Le complexe de l’inféodation intériorisée est représenté par le reste de la « population », emberlificoté, trompé et manipulé sans cesse, tourmenté dans le roulis du tangage infernal du pays.Ce complexe implique des ramifications sociales qui s’étagent à l’intérieur de chaque peuplade. Ainsi, chaque peuplade est caractérisée par une stratification exclusive qui établit une hiérarchie déséquilibrée par filiation. Ces ramifications odieuses et délictuelles affectent des formes diverses au sein des misérables sociologies culturelles des peuplades mauritaniennes : certaines strates sont encordées par leurs préjugés et leurs marottes existentielles ; d’autres par leurs besoins matériels et leur vouloir obscur lié aux manipulations exterminatrices des sujets actants de la hiérarchie mortifère en question.

De manière abusive et terrible, les Mauritaniens choisissent de fermer les yeux devant des réalités pestilentielles. Ils sont conscients de leur maladie, aiment leur maladie et n’ont aucune envie de se guérir de cette maladie qui leur ronge pourtant de l’intérieur, qui les enténèbre dans une ornière couverte d’une végétation charnue….Quand un malade choisit d’embrasser sa maladie, de s’accommoder avec elle, il ne peut se plaindre des conséquences qui en découlent, il ne doit surtout pas attendre la commisération des autres.

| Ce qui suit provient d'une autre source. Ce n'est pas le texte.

//! Service HTTP vers l'API Cadastros (gloo-net)

use async_trait::async_trait;
use cadastros_common::{ApiGateway, EntityKind, GatewayError, GatewayResult, Record};
use gloo_net::http::{Request, RequestBuilder, Response};
use serde::de::DeserializeOwned;
use serde_json::Value;

use crate::config::API_BASE_URL;

/// Client de l'API REST, un seul pour toutes les entités.
#[derive(Debug, Clone)]
pub struct ApiService {
    base_url: String,
}

impl Default for ApiService {
    fn default() -> Self {
        Self::new(API_BASE_URL)
    }
}

impl ApiService {
    pub fn new(base_url: &str) -> Self {
        Self {
            base_url: base_url.trim_end_matches('/').to_string(),
        }
    }

    fn collection_url(&self, kind: EntityKind) -> String {
        format!("{}/{}", self.base_url, kind)
    }

    fn member_url(&self, kind: EntityKind, id: i64) -> String {
        format!("{}/{}/{}", self.base_url, kind, id)
    }

    /// Envoie la requête et transforme un statut d'erreur en `GatewayError`
    async fn send(builder: RequestBuilder, body: Option<&Record>) -> GatewayResult<Response> {
        let request: Request = match body {
            Some(body) => builder.json(body).map_err(|e| GatewayError::Network(e.to_string()))?,
            None => builder.build().map_err(|e| GatewayError::Network(e.to_string()))?,
        };

        let response = request
            .send()
            .await
            .map_err(|e| GatewayError::Network(e.to_string()))?;

        if !response.ok() {
            let text = response.text().await.unwrap_or_default();
            let message = serde_json::from_str::<Value>(&text)
                .ok()
                .and_then(|v| v.get("message").and_then(Value::as_str).map(String::from))
                .unwrap_or(text);
            return Err(GatewayError::Status {
                status: response.status(),
                message,
            });
        }

        Ok(response)
    }

    async fn decode<T: DeserializeOwned>(response: Response) -> GatewayResult<T> {
        response.json::<T>().await.map_err(|e| GatewayError::Decode(e.to_string()))
    }
}

#[async_trait(?Send)]
impl ApiGateway for ApiService {
    async fn list(&self, kind: EntityKind) -> GatewayResult<Vec<Record>> {
        let response = Self::send(Request::get(&self.collection_url(kind)), None).await?;
        Self::decode(response).await
    }

    async fn create(&self, kind: EntityKind, payload: &Record) -> GatewayResult<Record> {
        let response = Self::send(Request::post(&self.collection_url(kind)), Some(payload)).await?;
        Self::decode(response).await
    }

    async fn update(&self, kind: EntityKind, id: i64, payload: &Record) -> GatewayResult<Record> {
        let response = Self::send(Request::put(&self.member_url(kind, id)), Some(payload)).await?;
        Self::decode(response).await
    }

    async fn delete(&self, kind: EntityKind, id: i64) -> GatewayResult<()> {
        Self::send(Request::delete(&self.member_url(kind, id)), None).await?;
        Ok(())
    }
}

#[cfg(test)]
mod tests {
    use super::*;

    #[test]
    fn test_urls() {
        let api = ApiService::new("/api/");
        assert_eq!(api.collection_url(EntityKind::Systems), "/api/systems");
        assert_eq!(api.member_url(EntityKind::Clients, 12), "/api/clients/12");
    }

    #[test]
    fn test_default_base_url() {
        let api = ApiService::default();
        assert_eq!(api.base_url, API_BASE_URL.trim_end_matches('/'));
    }
}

La Mauritanie est un non-pays qui se dévitalise au quotidien : l’essentiel de sa matière grise est exilé et réfugié à l’étranger. C’est l’immobilisme qui fait la loi dans ce non-pays : on encourage ni la créativité, ni l’engagement, ni l’initiative. Tout le monde s’abrite sous le parapluie de l’hypocrisie en espérant y tirer profit, tant bien que mal. Je l’avais déjà dit : ce non-pays est une addition d’hypocrisies. Il faut crever la face de cette chaîne de duplicités instinctives pour libérer les énergies, sortir des sables impassibles et déchirer le ventre du large avec une nacelle ivre qui n’obéit à aucune fixité idéologique, une nacelle qui ouvre à l’infini. C’est à partir de cette rupture d’impossibles que les consciences mauritaniennes peuvent s’accorder pour jouer avec les mêmes notes et fréquenter la beauté, hure du vivre-ensemble.